What is expected:
Transcribe the full listing word for word, leaving nothing out.

Material for this task:
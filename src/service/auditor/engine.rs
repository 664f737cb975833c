use chrono::Utc;

use crate::domain::{AuditResult, PageSignals};
use crate::extractor::SignalExtractor;
use crate::service::catalog::ResolutionCatalog;
use crate::service::rules::RuleSet;
use crate::service::scoring::score_outcomes;

/// Markup handed to the engine directly, e.g. through [`crate::audit`].
pub const AUDIT_METHOD_MARKUP: &str = "markup";
pub const AUDIT_METHOD_HTTP: &str = "http";
pub const AUDIT_METHOD_FILE: &str = "file";

/// Turns markup into an [`AuditResult`]. Holds no mutable state, so one
/// engine can be shared by any number of concurrent audits.
#[derive(Clone, Copy)]
pub struct AuditEngine {
    rules: RuleSet,
    catalog: &'static ResolutionCatalog,
    method: &'static str,
}

impl AuditEngine {
    pub fn new() -> Self {
        Self {
            rules: RuleSet::standard(),
            catalog: ResolutionCatalog::global(),
            method: AUDIT_METHOD_MARKUP,
        }
    }

    /// Engine whose results report `method` as their `auditMethod`.
    pub fn with_method(method: &'static str) -> Self {
        Self {
            method,
            ..Self::new()
        }
    }

    pub fn audit(&self, html: &str, url: &str, load_time_ms: u64) -> AuditResult {
        let signals = SignalExtractor::extract(html, url, load_time_ms);
        self.audit_signals(url, signals)
    }

    /// Scores signals that were already extracted (or deserialized).
    pub fn audit_signals(&self, url: &str, signals: PageSignals) -> AuditResult {
        let outcomes = self.rules.outcomes(&signals);
        let card = score_outcomes(&signals, &outcomes);
        let evaluation = RuleSet::collect_issues(&outcomes);
        let issues_with_resolutions = self.catalog.attach(&evaluation.issues);

        tracing::debug!(
            "Audited {}: score {} ({}), {} issues",
            url,
            card.total_score,
            card.grade,
            evaluation.issues.len()
        );

        AuditResult {
            url: url.to_string(),
            total_score: card.total_score,
            grade: card.grade,
            breakdown: card.breakdown,
            issues: evaluation.issues,
            issues_with_resolutions,
            signals,
            timestamp: Utc::now(),
            audit_method: self.method,
        }
    }
}

impl Default for AuditEngine {
    fn default() -> Self {
        Self::new()
    }
}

Answer for the task:
filename src/service/auditor/engine.rs
repository 664f737cb975833c
use chrono::Utc;

use crate::domain::{AuditResult, PageSignals};
use crate::extractor::SignalExtractor;
use crate::service::catalog::ResolutionCatalog;
use crate::service::rules::RuleSet;
use crate::service::scoring::score_outcomes;

/// Markup handed to the engine directly, e.g. through [`crate::audit`].
pub const AUDIT_METHOD_MARKUP: &str = "markup";
pub const AUDIT_METHOD_HTTP: &str = "http";
pub const AUDIT_METHOD_FILE: &str = "file";

/// Turns markup into an [`AuditResult`]. Holds no mutable state, so one
/// engine can be shared by any number of concurrent audits.
#[derive(Clone, Copy)]
pub struct AuditEngine {
    rules: RuleSet,
    catalog: &'static ResolutionCatalog,
    method: &'static str,
}

impl AuditEngine {
    pub fn new() -> Self {
        Self {
            rules: RuleSet::standard(),
            catalog: ResolutionCatalog::global(),
            method: AUDIT_METHOD_MARKUP,
        }
    }

    /// Engine whose results report `method` as their `auditMethod`.
    pub fn with_method(method: &'static str) -> Self {
        Self {
            method,
            ..Self::new()
        }
    }

    pub fn audit(&self, html: &str, url: &str, load_time_ms: u64) -> AuditResult {
        let signals = SignalExtractor::extract(html, url, load_time_ms);
        self.audit_signals(url, signals)
    }

    /// Scores signals that were already extracted (or deserialized).
    pub fn audit_signals(&self, url: &str, signals: PageSignals) -> AuditResult {
        let outcomes = self.rules.outcomes(&signals);
        let card = score_outcomes(&signals, &outcomes);
        let evaluation = RuleSet::collect_issues(&outcomes);
        let issues_with_resolutions = self.catalog.attach(&evaluation.issues);

        tracing::debug!(
            "Audited {}: score {} ({}), {} issues",
            url,
            card.total_score,
            card.grade,
            evaluation.issues.len()
        );

        AuditResult {
            url: url.to_string(),
            total_score: card.total_score,
            grade: card.grade,
            breakdown: card.breakdown,
            issues: evaluation.issues,
            issues_with_resolutions,
            signals,
            timestamp: Utc::now(),
            audit_method: self.method,
        }
    }
}

impl Default for AuditEngine {
    fn default() -> Self {
        Self::new()
    }
}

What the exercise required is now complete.